Would you please output, word for word, the span of the listing below that opens on the line containing "asked to produce." and closes on the line containing "pub const MAX_CATEGORY_LEN: usize = 100;"? Include both ends and nothing more.

▸ Data
--- START ---
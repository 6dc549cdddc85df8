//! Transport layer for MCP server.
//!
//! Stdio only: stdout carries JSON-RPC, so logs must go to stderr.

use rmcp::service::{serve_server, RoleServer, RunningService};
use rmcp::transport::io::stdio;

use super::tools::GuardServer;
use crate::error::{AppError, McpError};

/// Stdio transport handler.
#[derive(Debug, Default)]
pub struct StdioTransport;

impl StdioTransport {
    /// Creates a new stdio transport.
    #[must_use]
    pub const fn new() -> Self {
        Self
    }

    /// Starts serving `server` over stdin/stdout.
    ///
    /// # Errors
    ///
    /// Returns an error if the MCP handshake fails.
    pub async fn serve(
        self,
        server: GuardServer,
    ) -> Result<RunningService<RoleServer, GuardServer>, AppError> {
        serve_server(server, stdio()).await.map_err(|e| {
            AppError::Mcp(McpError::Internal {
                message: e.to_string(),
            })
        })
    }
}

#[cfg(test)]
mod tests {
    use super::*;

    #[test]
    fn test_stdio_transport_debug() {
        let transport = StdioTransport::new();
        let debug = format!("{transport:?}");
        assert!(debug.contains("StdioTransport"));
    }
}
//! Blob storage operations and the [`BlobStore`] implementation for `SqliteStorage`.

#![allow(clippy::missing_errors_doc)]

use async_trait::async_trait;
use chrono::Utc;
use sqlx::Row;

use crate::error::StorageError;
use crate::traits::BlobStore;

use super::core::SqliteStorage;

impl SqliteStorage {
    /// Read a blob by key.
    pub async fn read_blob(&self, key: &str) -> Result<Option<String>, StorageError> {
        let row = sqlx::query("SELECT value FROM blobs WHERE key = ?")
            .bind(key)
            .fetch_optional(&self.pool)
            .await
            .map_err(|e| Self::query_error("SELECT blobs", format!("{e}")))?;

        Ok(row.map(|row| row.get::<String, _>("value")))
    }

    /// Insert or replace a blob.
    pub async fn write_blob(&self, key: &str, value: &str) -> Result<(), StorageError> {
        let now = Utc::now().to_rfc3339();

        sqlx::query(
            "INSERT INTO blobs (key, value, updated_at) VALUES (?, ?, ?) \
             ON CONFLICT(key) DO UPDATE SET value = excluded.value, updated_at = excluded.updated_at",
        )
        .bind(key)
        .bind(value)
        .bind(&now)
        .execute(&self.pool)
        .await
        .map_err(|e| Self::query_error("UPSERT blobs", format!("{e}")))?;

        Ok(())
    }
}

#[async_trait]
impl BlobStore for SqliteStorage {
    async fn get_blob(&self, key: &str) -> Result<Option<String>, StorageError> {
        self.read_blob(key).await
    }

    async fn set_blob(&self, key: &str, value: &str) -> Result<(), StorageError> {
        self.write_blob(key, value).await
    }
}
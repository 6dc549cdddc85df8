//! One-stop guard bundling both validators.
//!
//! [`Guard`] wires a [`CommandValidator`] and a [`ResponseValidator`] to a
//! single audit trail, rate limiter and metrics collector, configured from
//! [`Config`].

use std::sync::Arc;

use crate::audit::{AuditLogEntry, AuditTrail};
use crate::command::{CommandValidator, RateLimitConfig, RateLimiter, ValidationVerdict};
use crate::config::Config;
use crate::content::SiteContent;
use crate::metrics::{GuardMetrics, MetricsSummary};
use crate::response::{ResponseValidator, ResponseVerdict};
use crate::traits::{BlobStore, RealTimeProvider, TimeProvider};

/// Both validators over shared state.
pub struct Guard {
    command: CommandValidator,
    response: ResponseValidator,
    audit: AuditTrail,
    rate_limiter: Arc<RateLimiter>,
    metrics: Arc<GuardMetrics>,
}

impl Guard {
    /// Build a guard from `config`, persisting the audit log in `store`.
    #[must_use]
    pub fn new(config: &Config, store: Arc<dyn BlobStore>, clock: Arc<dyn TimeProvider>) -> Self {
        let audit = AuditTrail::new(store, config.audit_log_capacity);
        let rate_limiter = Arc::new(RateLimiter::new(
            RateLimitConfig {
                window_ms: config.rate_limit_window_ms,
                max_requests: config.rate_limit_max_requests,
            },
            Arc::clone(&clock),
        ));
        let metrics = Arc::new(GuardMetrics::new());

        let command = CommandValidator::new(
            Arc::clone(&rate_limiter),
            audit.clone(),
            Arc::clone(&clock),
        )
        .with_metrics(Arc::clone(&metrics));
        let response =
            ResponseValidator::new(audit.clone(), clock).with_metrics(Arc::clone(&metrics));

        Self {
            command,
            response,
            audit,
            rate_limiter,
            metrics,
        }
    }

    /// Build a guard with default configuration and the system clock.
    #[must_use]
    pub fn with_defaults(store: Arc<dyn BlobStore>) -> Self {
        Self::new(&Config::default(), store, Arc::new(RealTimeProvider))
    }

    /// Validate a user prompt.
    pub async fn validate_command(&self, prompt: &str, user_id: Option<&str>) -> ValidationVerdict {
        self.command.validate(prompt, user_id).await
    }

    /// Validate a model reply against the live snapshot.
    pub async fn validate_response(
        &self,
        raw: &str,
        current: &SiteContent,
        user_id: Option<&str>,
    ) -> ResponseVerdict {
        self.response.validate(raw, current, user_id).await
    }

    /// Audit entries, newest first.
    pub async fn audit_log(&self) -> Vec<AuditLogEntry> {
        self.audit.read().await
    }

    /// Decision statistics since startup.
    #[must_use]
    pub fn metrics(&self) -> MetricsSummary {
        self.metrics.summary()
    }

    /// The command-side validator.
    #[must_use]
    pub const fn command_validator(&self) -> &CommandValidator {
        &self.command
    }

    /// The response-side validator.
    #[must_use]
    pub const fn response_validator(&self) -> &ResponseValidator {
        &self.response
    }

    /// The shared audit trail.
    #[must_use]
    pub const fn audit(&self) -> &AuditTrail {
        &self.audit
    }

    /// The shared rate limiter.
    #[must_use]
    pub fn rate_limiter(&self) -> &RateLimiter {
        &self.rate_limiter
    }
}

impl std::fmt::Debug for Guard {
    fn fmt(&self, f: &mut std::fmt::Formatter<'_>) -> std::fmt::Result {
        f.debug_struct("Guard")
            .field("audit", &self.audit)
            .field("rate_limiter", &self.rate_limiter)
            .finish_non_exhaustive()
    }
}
--- END ---
--- START ---
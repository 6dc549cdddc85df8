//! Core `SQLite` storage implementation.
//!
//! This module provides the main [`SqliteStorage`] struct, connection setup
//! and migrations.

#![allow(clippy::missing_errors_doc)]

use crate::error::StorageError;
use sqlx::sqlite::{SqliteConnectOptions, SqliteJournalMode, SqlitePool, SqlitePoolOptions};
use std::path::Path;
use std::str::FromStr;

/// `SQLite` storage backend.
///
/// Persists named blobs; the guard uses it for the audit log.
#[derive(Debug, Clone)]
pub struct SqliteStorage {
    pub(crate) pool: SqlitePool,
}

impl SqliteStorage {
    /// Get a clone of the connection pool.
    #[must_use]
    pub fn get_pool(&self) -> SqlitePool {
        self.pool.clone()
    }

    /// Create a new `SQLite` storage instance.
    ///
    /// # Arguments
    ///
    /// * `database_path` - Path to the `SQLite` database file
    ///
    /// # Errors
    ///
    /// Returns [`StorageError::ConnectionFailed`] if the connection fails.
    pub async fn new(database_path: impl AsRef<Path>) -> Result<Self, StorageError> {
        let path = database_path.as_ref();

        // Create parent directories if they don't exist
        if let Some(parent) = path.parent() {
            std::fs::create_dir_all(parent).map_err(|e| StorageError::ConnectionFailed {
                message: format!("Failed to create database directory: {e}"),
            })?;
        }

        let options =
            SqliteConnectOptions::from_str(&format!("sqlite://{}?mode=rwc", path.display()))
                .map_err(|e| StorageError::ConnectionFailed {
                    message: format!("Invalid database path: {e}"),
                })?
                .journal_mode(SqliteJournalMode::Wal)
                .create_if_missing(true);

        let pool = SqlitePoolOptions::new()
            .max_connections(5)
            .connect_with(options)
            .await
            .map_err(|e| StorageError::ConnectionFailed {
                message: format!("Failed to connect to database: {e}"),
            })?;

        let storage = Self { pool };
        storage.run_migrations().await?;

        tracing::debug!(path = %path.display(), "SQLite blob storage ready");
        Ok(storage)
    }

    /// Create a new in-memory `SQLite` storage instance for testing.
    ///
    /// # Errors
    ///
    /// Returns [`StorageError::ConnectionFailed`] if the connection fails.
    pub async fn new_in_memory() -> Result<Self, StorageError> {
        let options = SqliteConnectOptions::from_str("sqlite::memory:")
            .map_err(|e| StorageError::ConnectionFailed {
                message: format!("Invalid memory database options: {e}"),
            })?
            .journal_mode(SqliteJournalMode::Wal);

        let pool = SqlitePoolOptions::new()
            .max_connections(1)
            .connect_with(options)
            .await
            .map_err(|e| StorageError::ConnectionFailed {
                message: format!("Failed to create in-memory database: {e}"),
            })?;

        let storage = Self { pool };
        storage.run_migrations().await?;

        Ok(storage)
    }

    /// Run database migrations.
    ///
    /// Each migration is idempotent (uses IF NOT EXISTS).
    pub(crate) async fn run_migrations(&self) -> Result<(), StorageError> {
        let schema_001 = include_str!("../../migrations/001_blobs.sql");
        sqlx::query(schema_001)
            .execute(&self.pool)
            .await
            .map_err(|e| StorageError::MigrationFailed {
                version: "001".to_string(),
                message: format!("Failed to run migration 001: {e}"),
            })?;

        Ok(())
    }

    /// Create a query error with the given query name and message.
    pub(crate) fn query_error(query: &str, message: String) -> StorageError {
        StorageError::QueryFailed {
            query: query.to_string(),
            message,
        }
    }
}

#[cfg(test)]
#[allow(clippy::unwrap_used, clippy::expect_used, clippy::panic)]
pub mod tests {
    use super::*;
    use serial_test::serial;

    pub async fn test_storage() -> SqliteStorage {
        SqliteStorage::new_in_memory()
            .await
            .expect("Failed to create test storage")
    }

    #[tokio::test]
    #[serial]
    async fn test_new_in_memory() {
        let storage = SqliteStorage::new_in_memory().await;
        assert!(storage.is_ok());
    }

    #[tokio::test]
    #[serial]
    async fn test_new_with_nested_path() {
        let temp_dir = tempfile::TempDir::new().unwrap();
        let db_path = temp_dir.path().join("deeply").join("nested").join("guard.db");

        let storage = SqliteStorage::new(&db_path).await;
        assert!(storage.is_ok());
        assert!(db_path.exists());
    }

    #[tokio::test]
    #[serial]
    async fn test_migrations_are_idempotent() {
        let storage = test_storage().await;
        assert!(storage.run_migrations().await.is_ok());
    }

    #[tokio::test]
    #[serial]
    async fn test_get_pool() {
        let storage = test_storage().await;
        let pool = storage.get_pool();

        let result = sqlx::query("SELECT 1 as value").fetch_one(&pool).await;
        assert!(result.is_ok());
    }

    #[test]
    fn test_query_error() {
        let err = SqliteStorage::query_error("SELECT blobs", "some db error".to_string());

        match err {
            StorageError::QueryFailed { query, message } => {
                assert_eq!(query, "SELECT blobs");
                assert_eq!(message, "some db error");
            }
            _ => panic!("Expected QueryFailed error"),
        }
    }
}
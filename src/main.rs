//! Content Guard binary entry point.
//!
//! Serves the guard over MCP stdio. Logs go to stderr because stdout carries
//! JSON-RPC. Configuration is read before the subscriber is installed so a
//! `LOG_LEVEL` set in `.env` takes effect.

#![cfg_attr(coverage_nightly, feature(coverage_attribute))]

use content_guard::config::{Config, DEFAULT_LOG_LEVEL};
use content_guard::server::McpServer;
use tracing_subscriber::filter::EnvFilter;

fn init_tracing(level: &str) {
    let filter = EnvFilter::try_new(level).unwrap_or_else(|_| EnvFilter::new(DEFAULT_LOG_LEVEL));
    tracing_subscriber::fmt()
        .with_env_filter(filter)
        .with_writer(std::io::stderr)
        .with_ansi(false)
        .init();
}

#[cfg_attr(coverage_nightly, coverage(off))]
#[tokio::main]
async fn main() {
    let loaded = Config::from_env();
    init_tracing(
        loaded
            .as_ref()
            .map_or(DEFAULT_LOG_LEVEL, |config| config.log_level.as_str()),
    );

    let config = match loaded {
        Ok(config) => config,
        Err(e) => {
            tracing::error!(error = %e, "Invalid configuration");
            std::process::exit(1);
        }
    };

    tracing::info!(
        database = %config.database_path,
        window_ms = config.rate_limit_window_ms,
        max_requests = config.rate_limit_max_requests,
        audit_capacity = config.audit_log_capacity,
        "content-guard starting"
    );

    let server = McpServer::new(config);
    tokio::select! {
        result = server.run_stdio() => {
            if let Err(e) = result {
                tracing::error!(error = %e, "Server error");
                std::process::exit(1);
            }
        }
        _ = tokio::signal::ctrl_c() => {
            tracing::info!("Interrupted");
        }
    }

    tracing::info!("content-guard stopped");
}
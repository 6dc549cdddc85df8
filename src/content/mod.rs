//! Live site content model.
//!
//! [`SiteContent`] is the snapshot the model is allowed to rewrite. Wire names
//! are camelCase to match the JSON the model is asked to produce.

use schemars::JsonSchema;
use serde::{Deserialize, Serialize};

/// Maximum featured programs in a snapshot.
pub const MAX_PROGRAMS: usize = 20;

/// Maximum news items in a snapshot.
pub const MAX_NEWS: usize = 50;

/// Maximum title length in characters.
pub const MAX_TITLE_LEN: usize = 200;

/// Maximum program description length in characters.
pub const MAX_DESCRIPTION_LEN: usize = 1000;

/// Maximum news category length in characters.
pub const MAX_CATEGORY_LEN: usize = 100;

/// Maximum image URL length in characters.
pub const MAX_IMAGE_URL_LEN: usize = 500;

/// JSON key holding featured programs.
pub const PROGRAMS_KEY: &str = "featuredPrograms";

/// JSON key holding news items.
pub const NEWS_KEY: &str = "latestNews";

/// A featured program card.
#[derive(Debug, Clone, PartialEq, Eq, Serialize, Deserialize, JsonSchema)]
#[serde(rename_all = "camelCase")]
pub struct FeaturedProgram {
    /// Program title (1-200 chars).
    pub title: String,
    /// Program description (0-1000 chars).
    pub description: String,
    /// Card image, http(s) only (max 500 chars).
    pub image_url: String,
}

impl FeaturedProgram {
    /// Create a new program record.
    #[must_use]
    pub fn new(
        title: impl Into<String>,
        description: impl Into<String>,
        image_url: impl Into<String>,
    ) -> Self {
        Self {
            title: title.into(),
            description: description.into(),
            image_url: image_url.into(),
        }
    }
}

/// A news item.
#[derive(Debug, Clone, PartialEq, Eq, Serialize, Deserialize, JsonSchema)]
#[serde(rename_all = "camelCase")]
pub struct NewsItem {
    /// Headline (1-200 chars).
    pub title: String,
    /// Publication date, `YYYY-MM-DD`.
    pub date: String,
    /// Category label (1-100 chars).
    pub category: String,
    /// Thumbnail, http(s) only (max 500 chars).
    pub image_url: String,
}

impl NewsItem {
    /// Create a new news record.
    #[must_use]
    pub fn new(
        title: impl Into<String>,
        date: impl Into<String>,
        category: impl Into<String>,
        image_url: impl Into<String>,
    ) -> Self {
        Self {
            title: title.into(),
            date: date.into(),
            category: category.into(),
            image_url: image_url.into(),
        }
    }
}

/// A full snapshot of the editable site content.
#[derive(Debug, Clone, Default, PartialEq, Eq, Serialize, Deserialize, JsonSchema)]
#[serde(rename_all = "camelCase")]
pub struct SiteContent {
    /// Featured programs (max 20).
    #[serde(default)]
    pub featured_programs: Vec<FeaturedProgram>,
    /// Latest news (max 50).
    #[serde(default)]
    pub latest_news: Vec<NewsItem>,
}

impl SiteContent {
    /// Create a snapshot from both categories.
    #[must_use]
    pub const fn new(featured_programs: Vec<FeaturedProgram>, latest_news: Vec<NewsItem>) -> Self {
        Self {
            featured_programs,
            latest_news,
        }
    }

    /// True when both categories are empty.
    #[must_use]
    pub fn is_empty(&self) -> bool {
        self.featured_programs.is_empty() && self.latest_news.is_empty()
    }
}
--- END ---
▸ Result for this task
//! are camelCase to match the JSON the model is asked to produce.

use schemars::JsonSchema;
use serde::{Deserialize, Serialize};

/// Maximum featured programs in a snapshot.
pub const MAX_PROGRAMS: usize = 20;

/// Maximum news items in a snapshot.
pub const MAX_NEWS: usize = 50;

/// Maximum title length in characters.
pub const MAX_TITLE_LEN: usize = 200;

/// Maximum program description length in characters.
pub const MAX_DESCRIPTION_LEN: usize = 1000;

/// Maximum news category length in characters.
pub const MAX_CATEGORY_LEN: usize = 100;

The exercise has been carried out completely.